■ **Work instructions**:
Here is the listing. Report each line in it that contains the string "nine".

Segment Start: Record set

use crate::N_STONES;
use crate::line::Side;
use crate::line::Winner;

/// Decides the match from the per-stone winners.
///
/// The engine carries no built-in match rule: [`Undeclared`] is the default
/// and never ends a game. The other arbiters are opt-in rule sets.
pub trait Arbiter: Send + Sync {
    fn judge(&self, winners: &[Winner; N_STONES]) -> Option<Side>;
}

impl Arbiter for Box<dyn Arbiter> {
    fn judge(&self, winners: &[Winner; N_STONES]) -> Option<Side> {
        (**self).judge(winners)
    }
}

/// Never declares a match winner.
#[derive(Debug, Clone, Copy, Default)]
pub struct Undeclared;

impl Arbiter for Undeclared {
    fn judge(&self, _: &[Winner; N_STONES]) -> Option<Side> {
        None
    }
}

/// First side to hold three adjacent stones.
#[derive(Debug, Clone, Copy, Default)]
pub struct Breakthrough;

impl Breakthrough {
    pub const ADJACENT: usize = 3;
}

impl Arbiter for Breakthrough {
    fn judge(&self, winners: &[Winner; N_STONES]) -> Option<Side> {
        winners
            .windows(Self::ADJACENT)
            .find_map(|window| {
                let side = window[0].side()?;
                window
                    .iter()
                    .all(|w| w.side() == Some(side))
                    .then_some(side)
            })
    }
}

/// First side to hold five of the nine stones.
#[derive(Debug, Clone, Copy, Default)]
pub struct Envelopment;

impl Envelopment {
    pub const MAJORITY: usize = 5;
}

impl Arbiter for Envelopment {
    fn judge(&self, winners: &[Winner; N_STONES]) -> Option<Side> {
        Side::all().into_iter().find(|side| {
            winners.iter().filter(|w| w.side() == Some(*side)).count() >= Self::MAJORITY
        })
    }
}

/// Either a breakthrough or an envelopment ends the match.
#[derive(Debug, Clone, Copy, Default)]
pub struct Official;

impl Arbiter for Official {
    fn judge(&self, winners: &[Winner; N_STONES]) -> Option<Side> {
        Breakthrough
            .judge(winners)
            .or_else(|| Envelopment.judge(winners))
    }
}

#[cfg(test)]
mod tests {
    use super::*;

    fn winners(pattern: &str) -> [Winner; N_STONES] {
        let marks = pattern.chars().collect::<Vec<_>>();
        std::array::from_fn(|i| match marks[i] {
            'A' => Winner::Claimed(Side::A),
            'B' => Winner::Claimed(Side::B),
            _ => Winner::Pending,
        })
    }

    #[test]
    fn undeclared_never_decides() {
        assert_eq!(Undeclared.judge(&winners("AAAAAAAAA")), None);
    }

    #[test]
    fn breakthrough_needs_adjacency() {
        assert_eq!(Breakthrough.judge(&winners("A.A.A.A.A")), None);
        assert_eq!(Breakthrough.judge(&winners("AB.BBB...")), Some(Side::B));
        assert_eq!(Breakthrough.judge(&winners("......AAA")), Some(Side::A));
    }

    #[test]
    fn envelopment_counts_anywhere() {
        assert_eq!(Envelopment.judge(&winners("A.A.A.A..")), None);
        assert_eq!(Envelopment.judge(&winners("A.A.A.A.A")), Some(Side::A));
        assert_eq!(Envelopment.judge(&winners("BABBAB.B.")), Some(Side::B));
    }

    #[test]
    fn official_takes_either() {
        assert_eq!(Official.judge(&winners("A.A.A.A.A")), Some(Side::A));
        assert_eq!(Official.judge(&winners("..BBB....")), Some(Side::B));
        assert_eq!(Official.judge(&winners("AB.AB.AB.")), None);
    }
}
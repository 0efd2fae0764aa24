use super::event::*;
use super::hand::Hand;
use super::strategy::Strategy;
use crate::cards::Shoe;
use crate::line::BattleLine;
use crate::line::Side;
use tokio::sync::mpsc::*;

/// Runs one player in its own task.
///
/// - Room unicasts Draw, YourTurn and Refund to this actor only
/// - Actor owns the hand; nothing else ever touches it
/// - On YourTurn the actor asks its Strategy and replies Play or Pass
/// - Every event is forwarded to Strategy::notify after it is handled
pub struct Actor {
    side: Side,
    hand: Hand,
    shoe: Shoe,
    line: BattleLine,
    strategy: Box<dyn Strategy>,
    getter: UnboundedReceiver<Event>,
    sender: UnboundedSender<Message>,
}

impl Actor {
    pub fn spawn(
        side: Side,
        strategy: Box<dyn Strategy>,
        shoe: Shoe,
        line: BattleLine,
        sender: UnboundedSender<Message>,
    ) -> UnboundedSender<Event> {
        let (tx, rx) = unbounded_channel();
        let actor = Self {
            side,
            shoe,
            line,
            strategy,
            sender,
            hand: Hand::default(),
            getter: rx,
        };
        tokio::spawn(actor.run());
        tx
    }
    async fn run(mut self) {
        while let Some(event) = self.getter.recv().await {
            match event {
                Event::Draw => self.draw(),
                Event::YourTurn(turn) => self.act(turn).await,
                Event::Refund(card) => self.hand.add(card),
                Event::Played(_) => {}
            }
            self.strategy.notify(&event).await;
        }
        log::debug!("[actor] {} leaves the table", self.side);
    }
    fn draw(&mut self) {
        match self.shoe.draw() {
            Some(card) => {
                log::debug!("[actor] {} draws {}", self.side, card);
                self.hand.add(card);
            }
            None => log::warn!("[actor] no cards for {} to draw", self.side),
        }
    }
    async fn act(&mut self, turn: usize) {
        let reply = self.propose().await;
        let message = Message {
            side: self.side,
            turn,
            reply,
        };
        if let Err(e) = self.sender.send(message) {
            log::warn!("[actor] {} failed to reach the room: {:?}", self.side, e);
        }
    }
    async fn propose(&mut self) -> Reply {
        if self.hand.is_empty() {
            log::debug!("[actor] {} has no cards to play", self.side);
            return Reply::Pass(Pass::EmptyHand);
        }
        let open = self.line.open_stones(self.side);
        if open.is_empty() {
            log::debug!("[actor] {} has no open stones", self.side);
            return Reply::Pass(Pass::LineClosed);
        }
        let choice = self.strategy.decide(self.hand.cards(), &open).await;
        if !open.contains(&choice.stone) {
            log::warn!("[actor] {} chose closed stone {}", self.side, choice.stone);
            return Reply::Pass(Pass::Forfeit);
        }
        match self.hand.take(choice.card) {
            Some(card) => {
                let play = Play {
                    card,
                    stone: choice.stone,
                };
                log::debug!("[actor] {} to play {}", self.side, play);
                Reply::Play(play)
            }
            None => {
                log::warn!("[actor] {} chose missing card {}", self.side, choice.card);
                Reply::Pass(Pass::Forfeit)
            }
        }
    }
}
use super::kind::Kind;
use super::strength::Strength;
use crate::cards::Card;

/// Classifies a complete 3-card formation.
///
/// Each pattern is searched in precedence order and the first hit wins;
/// a hand with no pattern falls through to its rank total.
pub struct Evaluator([Card; 3]);
impl From<[Card; 3]> for Evaluator {
    fn from(cards: [Card; 3]) -> Self {
        Self(cards)
    }
}

impl Evaluator {
    pub fn find_strength(&self) -> Strength {
        None.or_else(|| self.find_color_run())
            .or_else(|| self.find_triple())
            .or_else(|| self.find_color())
            .or_else(|| self.find_run())
            .unwrap_or_else(|| self.find_sum())
    }

    fn find_color_run(&self) -> Option<Strength> {
        self.is_flush()
            .then(|| self.find_run())
            .flatten()
            .map(|run| Strength::from((Kind::ColorRun, run.value())))
    }
    fn find_triple(&self) -> Option<Strength> {
        self.is_triple()
            .then(|| Strength::from((Kind::Triple, self.high_card())))
    }
    fn find_color(&self) -> Option<Strength> {
        self.is_flush()
            .then(|| Strength::from((Kind::Color, self.high_card())))
    }
    fn find_run(&self) -> Option<Strength> {
        self.is_run()
            .then(|| Strength::from((Kind::Run, self.high_card())))
    }
    fn find_sum(&self) -> Strength {
        Strength::from((Kind::Sum, self.sum()))
    }

    fn is_flush(&self) -> bool {
        let [a, b, c] = self.0;
        a.clan() == b.clan() && b.clan() == c.clan()
    }
    fn is_triple(&self) -> bool {
        let [a, b, c] = self.0;
        a.rank() == b.rank() && b.rank() == c.rank()
    }
    /// Strictly consecutive ranks. Any repeated rank disqualifies.
    fn is_run(&self) -> bool {
        let [lo, mid, hi] = self.ranks();
        mid == lo + 1 && hi == mid + 1
    }
    fn high_card(&self) -> u8 {
        self.ranks()[2]
    }
    fn sum(&self) -> u8 {
        self.ranks().iter().sum()
    }
    fn ranks(&self) -> [u8; 3] {
        let mut ranks = self.0.map(|card| card.rank().value());
        ranks.sort_unstable();
        ranks
    }
}

#[cfg(test)]
mod tests {
    use super::*;

    fn strength(cards: [&str; 3]) -> Strength {
        Strength::from(cards.map(|s| Card::try_from(s).unwrap()))
    }

    #[test]
    fn color_run() {
        let s = strength(["3r", "4r", "5r"]);
        assert_eq!(s.kind(), Kind::ColorRun);
        assert_eq!(s.value(), 5);
    }

    #[test]
    fn color_run_any_order() {
        assert_eq!(strength(["9b", "7b", "8b"]), Strength::from((Kind::ColorRun, 9)));
    }

    #[test]
    fn triple() {
        let s = strength(["7r", "7o", "7y"]);
        assert_eq!(s.kind(), Kind::Triple);
        assert_eq!(s.value(), 7);
    }

    #[test]
    fn color() {
        assert_eq!(strength(["1g", "5g", "9g"]), Strength::from((Kind::Color, 9)));
    }

    #[test]
    fn run() {
        let s = strength(["2r", "3o", "4y"]);
        assert_eq!(s.kind(), Kind::Run);
        assert_eq!(s.value(), 4);
    }

    #[test]
    fn sum() {
        assert_eq!(strength(["1r", "5o", "9y"]), Strength::from((Kind::Sum, 15)));
        assert_eq!(strength(["2r", "3o", "9y"]), Strength::from((Kind::Sum, 14)));
    }

    #[test]
    fn pair_is_not_a_run() {
        assert_eq!(strength(["4r", "4o", "5y"]).kind(), Kind::Sum);
    }

    #[test]
    fn gap_is_not_a_run() {
        assert_eq!(strength(["4r", "5o", "7y"]).kind(), Kind::Sum);
    }

    #[test]
    fn run_beats_biggest_sum() {
        let run = strength(["1r", "2o", "3y"]);
        let sum = strength(["9r", "9o", "8y"]);
        assert!(run > sum);
    }

    #[test]
    fn precedence() {
        let color_run = strength(["1p", "2p", "3p"]);
        let triple = strength(["9r", "9o", "9y"]);
        let color = strength(["1b", "3b", "9b"]);
        let run = strength(["7r", "8o", "9y"]);
        let sum = strength(["9r", "9o", "8y"]);
        assert!(color_run > triple);
        assert!(triple > color);
        assert!(color > run);
        assert!(run > sum);
    }

    #[test]
    fn equal_sums_from_different_ranks_tie() {
        assert_eq!(strength(["1r", "5o", "9y"]), strength(["2g", "6b", "7p"]));
    }
}
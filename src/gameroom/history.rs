use crate::cards::Card;
use crate::line::Side;
use serde::Serialize;

/// One accepted play.
#[derive(Debug, Clone, Copy, PartialEq, Eq, Serialize)]
pub struct Move {
    pub side: Side,
    pub card: Card,
    pub stone: usize,
}

impl std::fmt::Display for Move {
    fn fmt(&self, f: &mut std::fmt::Formatter) -> std::fmt::Result {
        write!(f, "{} plays {} to stone {}", self.side, self.card, self.stone)
    }
}

/// Append-only log of accepted plays, in the order the room applied them.
#[derive(Debug, Clone, Default, PartialEq, Eq, Serialize)]
pub struct History(Vec<Move>);

impl History {
    pub(crate) fn record(&mut self, m: Move) {
        self.0.push(m);
    }
    pub fn moves(&self) -> &[Move] {
        &self.0
    }
    pub fn len(&self) -> usize {
        self.0.len()
    }
    pub fn is_empty(&self) -> bool {
        self.0.is_empty()
    }
    pub fn last(&self) -> Option<&Move> {
        self.0.last()
    }
    /// Plays made by one side.
    pub fn by(&self, side: Side) -> impl Iterator<Item = &Move> {
        self.0.iter().filter(move |m| m.side == side)
    }
}
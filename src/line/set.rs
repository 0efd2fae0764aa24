use super::strength::Strength;
use crate::Arbitrary;
use crate::CAPACITY;
use crate::cards::Card;
use serde::Serialize;

/// The cards one side has committed to one stone. Append-only, at most three.
#[derive(Debug, Clone, Default, PartialEq, Eq, Serialize)]
pub struct CardSet(Vec<Card>);

impl CardSet {
    /// Appends a card. A closed set hands the card back untouched.
    pub fn play(&mut self, card: Card) -> Result<(), Card> {
        if self.is_closed() {
            Err(card)
        } else {
            self.0.push(card);
            Ok(())
        }
    }
    pub fn size(&self) -> usize {
        self.0.len()
    }
    pub fn is_closed(&self) -> bool {
        self.size() >= CAPACITY
    }
    pub fn cards(&self) -> &[Card] {
        &self.0
    }
    pub fn contains(&self, card: &Card) -> bool {
        self.0.contains(card)
    }
    /// Strength of the formation, once all three cards are in.
    pub fn strength(&self) -> Option<Strength> {
        <[Card; 3]>::try_from(self.0.as_slice())
            .ok()
            .map(Strength::from)
    }
}

/// Bracketed, space separated card text: `[3r 4r 5r]`.
pub(crate) fn bracket(cards: &[Card]) -> String {
    let cards = cards
        .iter()
        .map(|c| c.to_string())
        .collect::<Vec<_>>()
        .join(" ");
    format!("[{}]", cards)
}

impl std::fmt::Display for CardSet {
    fn fmt(&self, f: &mut std::fmt::Formatter) -> std::fmt::Result {
        write!(f, "{}", bracket(&self.0))
    }
}

/// A random complete formation of three distinct cards.
impl Arbitrary for CardSet {
    fn random() -> Self {
        let mut set = Self::default();
        while !set.is_closed() {
            let card = Card::random();
            if !set.contains(&card) {
                let _ = set.play(card);
            }
        }
        set
    }
}
use super::line::Line;
use super::rejection::Rejection;
use super::side::Side;
use super::snapshot::Snapshot;
use super::winner::Winner;
use crate::N_STONES;
use crate::cards::Card;
use std::sync::Arc;
use std::sync::PoisonError;
use std::sync::RwLock;
use std::sync::RwLockReadGuard;
use std::sync::RwLockWriteGuard;

/// The shared battle line.
///
/// Any number of readers (players looking for open stones, display
/// collaborators) may query it concurrently; the room is the only writer.
/// Every call holds the lock for exactly one short pass over nine stones,
/// so readers always see whole stones and writers are never starved.
#[derive(Debug, Clone, Default)]
pub struct BattleLine(Arc<RwLock<Line>>);

impl BattleLine {
    pub fn open_stones(&self, side: Side) -> Vec<usize> {
        self.read().open(side)
    }
    pub fn play(&self, index: usize, side: Side, card: Card) -> Result<(), Rejection> {
        self.write().play(index, side, card)
    }
    /// Returns the stones newly claimed by this sweep.
    pub fn update_stone_winners(&self) -> Vec<(usize, Side)> {
        self.write().update_winners()
    }
    pub fn winners(&self) -> [Winner; N_STONES] {
        self.read().winners()
    }
    pub fn snapshot(&self) -> Snapshot {
        self.read().snapshot()
    }
    pub fn is_full(&self) -> bool {
        self.read().is_full()
    }
    pub fn count(&self) -> usize {
        self.read().count()
    }
    pub fn display(&self) -> String {
        self.read().to_string()
    }

    fn read(&self) -> RwLockReadGuard<'_, Line> {
        self.0.read().unwrap_or_else(PoisonError::into_inner)
    }
    fn write(&self) -> RwLockWriteGuard<'_, Line> {
        self.0.write().unwrap_or_else(PoisonError::into_inner)
    }
}

impl From<Line> for BattleLine {
    fn from(line: Line) -> Self {
        Self(Arc::new(RwLock::new(line)))
    }
}
criterion::criterion_main!(benches);
criterion::criterion_group! {
    name = benches;
    config = criterion::Criterion::default()
        .without_plots()
        .noise_threshold(3.0)
        .significance_level(0.01)
        .sample_size(10)
        .measurement_time(std::time::Duration::from_secs(1));
    targets =
        evaluating_card_set,
        shuffling_deck,
        draining_shoe,
        sweeping_full_line,
        snapshotting_full_line,
}

fn evaluating_card_set(c: &mut criterion::Criterion) {
    c.bench_function("evaluate a 3-card CardSet", |b| {
        let set = CardSet::random();
        b.iter(|| set.strength())
    });
}

fn shuffling_deck(c: &mut criterion::Criterion) {
    c.bench_function("shuffle a 54-card Deck", |b| {
        b.iter(|| Deck::new(rand::random()))
    });
}

fn draining_shoe(c: &mut criterion::Criterion) {
    c.bench_function("drain a shared Shoe", |b| {
        b.iter(|| {
            let shoe = Shoe::new(rand::random());
            std::iter::from_fn(|| shoe.draw()).count()
        })
    });
}

fn sweeping_full_line(c: &mut criterion::Criterion) {
    c.bench_function("sweep winners on a full Line", |b| {
        b.iter_batched(
            full_line,
            |mut line| line.update_winners(),
            criterion::BatchSize::SmallInput,
        )
    });
}

fn snapshotting_full_line(c: &mut criterion::Criterion) {
    let line = BattleLine::from(full_line());
    c.bench_function("snapshot a full BattleLine", |b| b.iter(|| line.snapshot()));
}

fn full_line() -> Line {
    let mut line = Line::default();
    let mut deck = Deck::new(rand::random());
    for stone in 0..N_STONES {
        for side in Side::all() {
            for card in deck.by_ref().take(CAPACITY) {
                let _ = line.play(stone, side, card);
            }
        }
    }
    line
}

use battleline::Arbitrary;
use battleline::CAPACITY;
use battleline::N_STONES;
use battleline::cards::*;
use battleline::line::*;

Segment End: Record set

■ **Expected output**:
/// First side to hold five of the nine stones.
/// Every call holds the lock for exactly one short pass over nine stones,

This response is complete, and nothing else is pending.